• [SUPPLIED DATA]
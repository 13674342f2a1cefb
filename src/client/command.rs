// ABOUTME: A single engine request and its validated per-call configuration.
// ABOUTME: Also owns the timeout policy that turns grace periods into dispatcher deadlines.

use super::demux::DemuxMode;
use super::query::{Query, build_path};
use bytes::Bytes;
use hyper::header::{HeaderMap, HeaderName, HeaderValue};
use hyper::Method;
use std::path::PathBuf;
use std::time::Duration;
use tokio_util::sync::CancellationToken;

pub const DEFAULT_TIMEOUT: Duration = Duration::from_millis(180_000);
pub const INTERACTIVE_TIMEOUT: Duration = Duration::from_millis(3_600_000);
pub const WAIT_TIMEOUT: Duration = Duration::from_millis(60_000);
pub const DEFAULT_IDLE_TIMEOUT: Duration = Duration::from_millis(5_000);

/// HTTP verb of a command.
#[derive(Debug, Clone, Copy, PartialEq, Eq)]
pub enum Verb {
    Get,
    Head,
    Post,
    Put,
    Delete,
}

impl Verb {
    pub fn method(self) -> Method {
        match self {
            Verb::Get => Method::GET,
            Verb::Head => Method::HEAD,
            Verb::Post => Method::POST,
            Verb::Put => Method::PUT,
            Verb::Delete => Method::DELETE,
        }
    }
}

/// Request body. The caller builds it; the dispatcher only frames it.
#[derive(Debug, Clone, PartialEq)]
pub enum Body {
    Json(serde_json::Value),
    Raw { content_type: String, bytes: Bytes },
}

/// Where a redirected response body is written.
#[derive(Debug, Clone, PartialEq, Eq)]
pub enum Sink {
    File(PathBuf),
}

/// Deadline defaults applied by the dispatcher.
#[derive(Debug, Clone, Copy, PartialEq, Eq)]
pub struct Timeouts {
    pub request: Duration,
    pub interactive: Duration,
    pub wait: Duration,
}

impl Default for Timeouts {
    fn default() -> Self {
        Self {
            request: DEFAULT_TIMEOUT,
            interactive: INTERACTIVE_TIMEOUT,
            wait: WAIT_TIMEOUT,
        }
    }
}

/// How an operation derives its deadline when the caller sets none.
#[derive(Debug, Clone, Copy, PartialEq, Eq, Default)]
pub enum TimeoutPolicy {
    #[default]
    Request,
    /// Attach streams and attached exec sessions.
    Interactive,
    /// stop/restart: twice the graceful-stop period, so the engine can kill
    /// the container after the period expires before the dispatcher gives up.
    Grace(Option<Duration>),
    /// wait: twice the caller's timeout, else the wait default.
    Wait(Option<Duration>),
}

impl TimeoutPolicy {
    pub fn effective(self, defaults: &Timeouts) -> Duration {
        match self {
            TimeoutPolicy::Request => defaults.request,
            TimeoutPolicy::Interactive => defaults.interactive,
            TimeoutPolicy::Grace(Some(t)) | TimeoutPolicy::Wait(Some(t)) => t * 2,
            TimeoutPolicy::Grace(None) => defaults.request,
            TimeoutPolicy::Wait(None) => defaults.wait,
        }
    }
}

#[derive(Debug, Clone, PartialEq, Eq, thiserror::Error)]
pub enum CommandConfigError {
    #[error("redirect cannot be combined with async")]
    RedirectWithAsync,

    #[error("{0} must be greater than zero")]
    ZeroDuration(&'static str),

    #[error("invalid header {name:?}: {reason}")]
    InvalidHeader { name: String, reason: String },
}

/// Per-call options, validated when built.
#[derive(Debug, Clone, Default)]
pub struct CommandConfig {
    force_new: bool,
    asynchronous: bool,
    idle_timeout: Option<Duration>,
    refresh: bool,
    redirect: Option<Sink>,
    timeout: Option<Duration>,
    headers: HeaderMap,
    owner: Option<CancellationToken>,
}

impl CommandConfig {
    pub fn builder() -> CommandConfigBuilder {
        CommandConfigBuilder::default()
    }

    /// Open a dedicated connection instead of reusing the pool.
    pub fn force_new(&self) -> bool {
        self.force_new
    }

    /// Stream the response and return a subscription handle.
    pub fn is_async(&self) -> bool {
        self.asynchronous
    }

    pub fn idle_timeout(&self) -> Option<Duration> {
        self.idle_timeout
    }

    /// Reset the idle timer on every received frame.
    pub fn refresh(&self) -> bool {
        self.refresh
    }

    pub fn redirect(&self) -> Option<&Sink> {
        self.redirect.as_ref()
    }

    pub fn timeout(&self) -> Option<Duration> {
        self.timeout
    }

    pub fn headers(&self) -> &HeaderMap {
        &self.headers
    }

    /// Lifetime of the subscriber; cancelling it ends the subscription.
    pub fn owner(&self) -> Option<&CancellationToken> {
        self.owner.as_ref()
    }
}

#[derive(Debug, Default)]
pub struct CommandConfigBuilder {
    config: CommandConfig,
    header_error: Option<CommandConfigError>,
}

impl CommandConfigBuilder {
    pub fn force_new(mut self, force_new: bool) -> Self {
        self.config.force_new = force_new;
        self
    }

    pub fn asynchronous(mut self, asynchronous: bool) -> Self {
        self.config.asynchronous = asynchronous;
        self
    }

    pub fn idle_timeout(mut self, idle_timeout: Duration) -> Self {
        self.config.idle_timeout = Some(idle_timeout);
        self
    }

    pub fn refresh(mut self, refresh: bool) -> Self {
        self.config.refresh = refresh;
        self
    }

    pub fn redirect(mut self, sink: Sink) -> Self {
        self.config.redirect = Some(sink);
        self
    }

    pub fn timeout(mut self, timeout: Duration) -> Self {
        self.config.timeout = Some(timeout);
        self
    }

    pub fn owner(mut self, owner: CancellationToken) -> Self {
        self.config.owner = Some(owner);
        self
    }

    pub fn header(mut self, name: &str, value: &str) -> Self {
        let parsed = HeaderName::from_bytes(name.as_bytes())
            .map_err(|e| e.to_string())
            .and_then(|n| {
                HeaderValue::from_str(value)
                    .map(|v| (n, v))
                    .map_err(|e| e.to_string())
            });
        match parsed {
            Ok((n, v)) => {
                self.config.headers.insert(n, v);
            }
            Err(reason) => {
                self.header_error.get_or_insert(CommandConfigError::InvalidHeader {
                    name: name.to_string(),
                    reason,
                });
            }
        }
        self
    }

    pub fn build(self) -> Result<CommandConfig, CommandConfigError> {
        if let Some(err) = self.header_error {
            return Err(err);
        }
        let config = self.config;
        if config.redirect.is_some() && config.asynchronous {
            return Err(CommandConfigError::RedirectWithAsync);
        }
        if config.timeout == Some(Duration::ZERO) {
            return Err(CommandConfigError::ZeroDuration("timeout"));
        }
        if config.idle_timeout == Some(Duration::ZERO) {
            return Err(CommandConfigError::ZeroDuration("idle_timeout"));
        }
        Ok(config)
    }
}

/// One logical request to the engine.
#[derive(Debug, Clone)]
pub struct Command {
    verb: Verb,
    path: String,
    body: Option<Body>,
    config: CommandConfig,
    mode: DemuxMode,
    policy: TimeoutPolicy,
    unbounded: bool,
    upgrade: bool,
}

impl Command {
    /// `path` is relative to the API version prefix, e.g. `/containers/json`.
    pub fn new(verb: Verb, path: impl Into<String>) -> Self {
        Self {
            verb,
            path: path.into(),
            body: None,
            config: CommandConfig::default(),
            mode: DemuxMode::Json,
            policy: TimeoutPolicy::Request,
            unbounded: false,
            upgrade: false,
        }
    }

    pub fn get(path: impl Into<String>) -> Self {
        Self::new(Verb::Get, path)
    }

    pub fn post(path: impl Into<String>) -> Self {
        Self::new(Verb::Post, path)
    }

    pub fn delete(path: impl Into<String>) -> Self {
        Self::new(Verb::Delete, path)
    }

    /// Append the accepted options. `follow`/`stream` force async handling.
    pub fn query(mut self, query: &Query, allowed: &[&str]) -> Self {
        self.path = build_path(&self.path, query, allowed);
        self.unbounded = query.is_unbounded()
            && allowed
                .iter()
                .any(|key| *key == "follow" || *key == "stream");
        self
    }

    pub fn json(mut self, body: serde_json::Value) -> Self {
        self.body = Some(Body::Json(body));
        self
    }

    pub fn raw(mut self, content_type: impl Into<String>, bytes: impl Into<Bytes>) -> Self {
        self.body = Some(Body::Raw {
            content_type: content_type.into(),
            bytes: bytes.into(),
        });
        self
    }

    pub fn config(mut self, config: CommandConfig) -> Self {
        self.config = config;
        self
    }

    /// How a streamed response is decoded.
    pub fn mode(mut self, mode: DemuxMode) -> Self {
        self.mode = mode;
        self
    }

    pub fn timeout_policy(mut self, policy: TimeoutPolicy) -> Self {
        self.policy = policy;
        self
    }

    /// Request a connection upgrade so the stream also accepts input.
    pub fn interactive(mut self) -> Self {
        self.upgrade = true;
        self
    }

    pub fn verb(&self) -> Verb {
        self.verb
    }

    pub fn path(&self) -> &str {
        &self.path
    }

    pub fn body(&self) -> Option<&Body> {
        self.body.as_ref()
    }

    pub fn settings(&self) -> &CommandConfig {
        &self.config
    }

    pub fn demux_mode(&self) -> DemuxMode {
        self.mode
    }

    pub fn is_upgrade(&self) -> bool {
        self.upgrade
    }

    /// Async when requested or when the response body is unbounded.
    pub fn is_async(&self) -> bool {
        self.config.is_async() || self.unbounded || self.upgrade
    }

    /// Explicit caller timeout first, then the operation's policy.
    pub fn effective_timeout(&self, defaults: &Timeouts) -> Duration {
        self.config
            .timeout()
            .unwrap_or_else(|| self.policy.effective(defaults))
    }
}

• [INSTRUCTIONS FOR THE TASK] Tell how many lines in the records above contain "CancellationToken", giving the number and no other words.

• [SOLUTION FOR THIS TASK] 4